**Material provided:**
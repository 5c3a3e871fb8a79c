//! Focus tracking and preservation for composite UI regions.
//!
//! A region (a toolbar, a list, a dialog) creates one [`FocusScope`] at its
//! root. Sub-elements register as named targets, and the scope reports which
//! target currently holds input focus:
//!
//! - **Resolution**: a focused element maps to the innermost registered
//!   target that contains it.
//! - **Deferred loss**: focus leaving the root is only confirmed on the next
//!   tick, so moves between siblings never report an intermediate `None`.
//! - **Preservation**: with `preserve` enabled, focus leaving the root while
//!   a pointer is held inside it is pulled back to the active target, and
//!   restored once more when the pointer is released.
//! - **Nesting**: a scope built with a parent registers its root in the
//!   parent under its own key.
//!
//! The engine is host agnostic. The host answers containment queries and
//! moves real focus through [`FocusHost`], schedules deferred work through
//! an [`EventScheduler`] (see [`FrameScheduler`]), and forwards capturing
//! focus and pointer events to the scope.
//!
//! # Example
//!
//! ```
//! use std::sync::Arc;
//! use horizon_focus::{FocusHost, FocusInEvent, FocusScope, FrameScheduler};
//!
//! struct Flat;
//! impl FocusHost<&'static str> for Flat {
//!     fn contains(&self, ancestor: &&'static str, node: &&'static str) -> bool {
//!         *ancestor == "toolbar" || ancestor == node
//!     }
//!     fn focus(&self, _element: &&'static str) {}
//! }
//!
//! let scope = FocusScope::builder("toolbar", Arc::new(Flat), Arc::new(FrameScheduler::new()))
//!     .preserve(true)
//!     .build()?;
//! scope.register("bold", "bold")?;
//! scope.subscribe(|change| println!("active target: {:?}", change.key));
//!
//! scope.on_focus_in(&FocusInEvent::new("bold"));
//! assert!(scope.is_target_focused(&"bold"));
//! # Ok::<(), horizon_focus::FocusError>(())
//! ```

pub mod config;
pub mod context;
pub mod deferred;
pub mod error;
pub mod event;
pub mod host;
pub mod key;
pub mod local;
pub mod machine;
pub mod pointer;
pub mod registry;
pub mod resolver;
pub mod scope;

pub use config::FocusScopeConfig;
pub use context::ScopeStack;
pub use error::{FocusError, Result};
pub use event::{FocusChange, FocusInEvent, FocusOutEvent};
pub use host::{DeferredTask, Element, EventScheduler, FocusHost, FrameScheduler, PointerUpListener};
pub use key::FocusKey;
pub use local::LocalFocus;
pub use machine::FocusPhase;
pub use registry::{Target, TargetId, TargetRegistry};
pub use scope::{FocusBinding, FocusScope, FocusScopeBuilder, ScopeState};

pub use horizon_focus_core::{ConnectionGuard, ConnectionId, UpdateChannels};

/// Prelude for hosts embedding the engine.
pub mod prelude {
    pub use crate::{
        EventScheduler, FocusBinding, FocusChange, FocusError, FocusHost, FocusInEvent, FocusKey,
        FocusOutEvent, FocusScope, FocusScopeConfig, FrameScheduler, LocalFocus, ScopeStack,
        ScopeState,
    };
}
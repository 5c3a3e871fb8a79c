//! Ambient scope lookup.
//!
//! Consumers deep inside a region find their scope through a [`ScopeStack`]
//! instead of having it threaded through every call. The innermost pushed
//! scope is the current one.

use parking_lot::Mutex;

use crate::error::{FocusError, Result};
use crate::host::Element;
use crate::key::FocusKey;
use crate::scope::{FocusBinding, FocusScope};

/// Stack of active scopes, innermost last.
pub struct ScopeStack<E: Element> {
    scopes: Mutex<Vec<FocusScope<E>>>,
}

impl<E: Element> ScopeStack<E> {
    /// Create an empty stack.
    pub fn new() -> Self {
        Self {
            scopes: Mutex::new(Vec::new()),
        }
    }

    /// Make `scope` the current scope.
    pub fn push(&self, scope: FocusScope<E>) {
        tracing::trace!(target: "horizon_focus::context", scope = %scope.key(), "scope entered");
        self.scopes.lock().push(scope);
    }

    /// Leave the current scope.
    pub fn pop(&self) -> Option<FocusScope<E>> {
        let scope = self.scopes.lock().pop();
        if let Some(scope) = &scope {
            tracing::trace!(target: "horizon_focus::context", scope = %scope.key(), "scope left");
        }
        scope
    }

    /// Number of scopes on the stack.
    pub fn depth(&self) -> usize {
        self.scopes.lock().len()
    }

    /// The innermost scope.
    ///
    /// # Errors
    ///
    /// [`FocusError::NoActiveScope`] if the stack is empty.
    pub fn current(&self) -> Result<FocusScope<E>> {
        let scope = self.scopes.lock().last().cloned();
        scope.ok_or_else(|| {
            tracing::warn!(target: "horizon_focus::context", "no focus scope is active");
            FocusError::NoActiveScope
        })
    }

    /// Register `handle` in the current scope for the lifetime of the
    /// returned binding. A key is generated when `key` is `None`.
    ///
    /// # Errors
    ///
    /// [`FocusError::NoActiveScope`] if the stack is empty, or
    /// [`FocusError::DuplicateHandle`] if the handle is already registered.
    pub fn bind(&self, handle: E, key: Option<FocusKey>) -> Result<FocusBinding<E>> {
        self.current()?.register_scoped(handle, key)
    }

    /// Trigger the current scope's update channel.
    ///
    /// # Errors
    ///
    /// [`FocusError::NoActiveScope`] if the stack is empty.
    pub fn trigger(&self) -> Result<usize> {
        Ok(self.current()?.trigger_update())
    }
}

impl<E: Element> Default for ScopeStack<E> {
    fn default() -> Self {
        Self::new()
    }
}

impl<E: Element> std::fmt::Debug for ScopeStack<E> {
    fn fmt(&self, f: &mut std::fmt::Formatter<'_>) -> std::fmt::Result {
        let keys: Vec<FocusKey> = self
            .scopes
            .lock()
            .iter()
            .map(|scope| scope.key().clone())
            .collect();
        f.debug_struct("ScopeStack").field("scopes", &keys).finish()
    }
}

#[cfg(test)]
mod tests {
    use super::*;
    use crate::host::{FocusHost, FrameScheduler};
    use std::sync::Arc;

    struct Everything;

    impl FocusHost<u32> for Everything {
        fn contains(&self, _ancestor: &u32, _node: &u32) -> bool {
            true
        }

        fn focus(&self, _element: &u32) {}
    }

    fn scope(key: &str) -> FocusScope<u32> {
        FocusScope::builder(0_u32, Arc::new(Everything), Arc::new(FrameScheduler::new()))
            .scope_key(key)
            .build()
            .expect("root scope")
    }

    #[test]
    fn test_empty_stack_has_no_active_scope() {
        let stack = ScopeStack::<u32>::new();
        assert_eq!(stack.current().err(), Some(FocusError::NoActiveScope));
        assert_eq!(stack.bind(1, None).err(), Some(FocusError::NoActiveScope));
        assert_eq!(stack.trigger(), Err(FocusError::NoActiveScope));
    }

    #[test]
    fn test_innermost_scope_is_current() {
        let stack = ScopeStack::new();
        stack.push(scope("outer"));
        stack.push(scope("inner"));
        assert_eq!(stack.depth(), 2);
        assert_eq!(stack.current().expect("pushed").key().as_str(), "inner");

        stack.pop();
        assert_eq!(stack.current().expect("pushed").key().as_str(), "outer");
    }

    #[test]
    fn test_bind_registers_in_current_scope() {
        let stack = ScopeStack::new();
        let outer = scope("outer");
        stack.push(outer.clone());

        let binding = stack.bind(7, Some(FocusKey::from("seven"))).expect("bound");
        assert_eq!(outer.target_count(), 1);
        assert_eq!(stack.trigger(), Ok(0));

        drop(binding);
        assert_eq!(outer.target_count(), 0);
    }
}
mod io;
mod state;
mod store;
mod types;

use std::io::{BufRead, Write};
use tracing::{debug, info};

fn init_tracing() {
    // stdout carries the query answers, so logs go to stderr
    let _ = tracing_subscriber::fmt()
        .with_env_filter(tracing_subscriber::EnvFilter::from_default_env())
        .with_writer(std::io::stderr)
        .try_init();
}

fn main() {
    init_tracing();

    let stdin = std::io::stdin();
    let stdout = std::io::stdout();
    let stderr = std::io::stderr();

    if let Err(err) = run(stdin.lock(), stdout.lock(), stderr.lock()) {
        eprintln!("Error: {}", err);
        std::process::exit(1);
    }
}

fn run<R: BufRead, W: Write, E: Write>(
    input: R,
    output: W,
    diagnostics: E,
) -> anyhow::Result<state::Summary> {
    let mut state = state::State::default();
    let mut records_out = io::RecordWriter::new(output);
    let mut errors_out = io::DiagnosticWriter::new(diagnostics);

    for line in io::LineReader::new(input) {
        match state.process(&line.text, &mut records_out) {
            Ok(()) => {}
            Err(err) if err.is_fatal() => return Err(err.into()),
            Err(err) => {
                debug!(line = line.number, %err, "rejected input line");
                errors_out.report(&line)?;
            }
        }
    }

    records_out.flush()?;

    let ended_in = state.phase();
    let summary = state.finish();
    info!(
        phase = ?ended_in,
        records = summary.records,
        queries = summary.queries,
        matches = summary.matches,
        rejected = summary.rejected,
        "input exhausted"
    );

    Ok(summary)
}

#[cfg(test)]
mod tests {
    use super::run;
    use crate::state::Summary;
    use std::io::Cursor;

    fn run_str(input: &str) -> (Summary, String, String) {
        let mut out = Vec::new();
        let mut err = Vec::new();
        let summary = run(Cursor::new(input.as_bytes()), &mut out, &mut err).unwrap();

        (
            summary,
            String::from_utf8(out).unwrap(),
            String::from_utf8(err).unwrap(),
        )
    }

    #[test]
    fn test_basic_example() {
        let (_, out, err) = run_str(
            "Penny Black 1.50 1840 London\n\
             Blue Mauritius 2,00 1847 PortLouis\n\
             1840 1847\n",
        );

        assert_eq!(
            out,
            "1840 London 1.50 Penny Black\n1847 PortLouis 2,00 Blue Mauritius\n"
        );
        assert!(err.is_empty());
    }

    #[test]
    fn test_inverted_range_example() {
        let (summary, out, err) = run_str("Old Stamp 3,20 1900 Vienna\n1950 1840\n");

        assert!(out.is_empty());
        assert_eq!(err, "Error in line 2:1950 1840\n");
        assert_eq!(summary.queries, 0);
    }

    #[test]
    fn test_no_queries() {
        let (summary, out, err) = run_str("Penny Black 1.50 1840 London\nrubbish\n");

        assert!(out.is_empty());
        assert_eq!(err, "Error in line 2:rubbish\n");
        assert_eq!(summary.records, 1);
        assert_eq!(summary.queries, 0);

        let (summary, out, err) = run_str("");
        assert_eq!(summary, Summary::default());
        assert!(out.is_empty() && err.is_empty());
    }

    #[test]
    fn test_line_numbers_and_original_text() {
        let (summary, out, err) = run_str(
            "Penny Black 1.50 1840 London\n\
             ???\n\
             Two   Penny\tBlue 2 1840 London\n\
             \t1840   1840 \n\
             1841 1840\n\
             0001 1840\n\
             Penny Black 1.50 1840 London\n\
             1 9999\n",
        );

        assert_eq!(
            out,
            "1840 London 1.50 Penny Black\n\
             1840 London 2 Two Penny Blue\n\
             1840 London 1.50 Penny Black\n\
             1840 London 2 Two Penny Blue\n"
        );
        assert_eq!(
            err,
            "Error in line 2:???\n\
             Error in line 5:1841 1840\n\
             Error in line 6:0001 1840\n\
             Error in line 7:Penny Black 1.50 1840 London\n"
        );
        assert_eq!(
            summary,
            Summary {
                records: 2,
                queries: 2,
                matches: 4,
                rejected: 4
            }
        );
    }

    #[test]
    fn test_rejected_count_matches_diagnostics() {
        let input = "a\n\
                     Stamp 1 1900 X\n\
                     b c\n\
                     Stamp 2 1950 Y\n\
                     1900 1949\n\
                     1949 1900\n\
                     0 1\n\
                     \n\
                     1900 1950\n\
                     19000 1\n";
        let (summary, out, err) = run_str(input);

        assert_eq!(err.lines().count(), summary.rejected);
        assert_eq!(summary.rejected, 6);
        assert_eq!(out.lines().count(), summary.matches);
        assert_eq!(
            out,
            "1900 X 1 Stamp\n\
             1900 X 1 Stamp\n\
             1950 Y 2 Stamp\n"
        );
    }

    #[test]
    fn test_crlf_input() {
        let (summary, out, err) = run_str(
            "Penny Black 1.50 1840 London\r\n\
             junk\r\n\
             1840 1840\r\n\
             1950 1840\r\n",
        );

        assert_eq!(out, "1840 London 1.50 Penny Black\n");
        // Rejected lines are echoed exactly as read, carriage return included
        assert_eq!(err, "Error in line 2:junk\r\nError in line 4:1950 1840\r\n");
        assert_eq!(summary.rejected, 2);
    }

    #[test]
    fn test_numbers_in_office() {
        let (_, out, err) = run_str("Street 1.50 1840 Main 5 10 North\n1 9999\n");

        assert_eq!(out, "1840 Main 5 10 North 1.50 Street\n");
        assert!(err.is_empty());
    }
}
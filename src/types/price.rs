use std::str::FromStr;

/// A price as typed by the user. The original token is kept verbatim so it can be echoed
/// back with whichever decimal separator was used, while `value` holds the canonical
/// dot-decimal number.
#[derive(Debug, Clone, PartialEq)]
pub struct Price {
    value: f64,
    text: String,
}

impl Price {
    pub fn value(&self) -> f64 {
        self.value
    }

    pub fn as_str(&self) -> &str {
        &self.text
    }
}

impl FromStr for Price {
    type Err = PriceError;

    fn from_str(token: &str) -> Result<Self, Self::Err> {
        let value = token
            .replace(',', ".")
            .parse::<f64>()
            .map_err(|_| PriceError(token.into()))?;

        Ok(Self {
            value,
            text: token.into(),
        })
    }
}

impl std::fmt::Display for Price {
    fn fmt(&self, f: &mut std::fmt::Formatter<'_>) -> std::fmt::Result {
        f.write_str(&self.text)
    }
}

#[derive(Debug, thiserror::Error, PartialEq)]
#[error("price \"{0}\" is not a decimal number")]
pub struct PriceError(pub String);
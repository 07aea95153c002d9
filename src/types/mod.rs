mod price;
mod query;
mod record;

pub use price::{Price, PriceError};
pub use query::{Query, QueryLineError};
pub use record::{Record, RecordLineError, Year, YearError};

**Problem requirements:** Your reply should be a single number: how many lines in the listing above include the string "toolbar".

**Written solution:** 3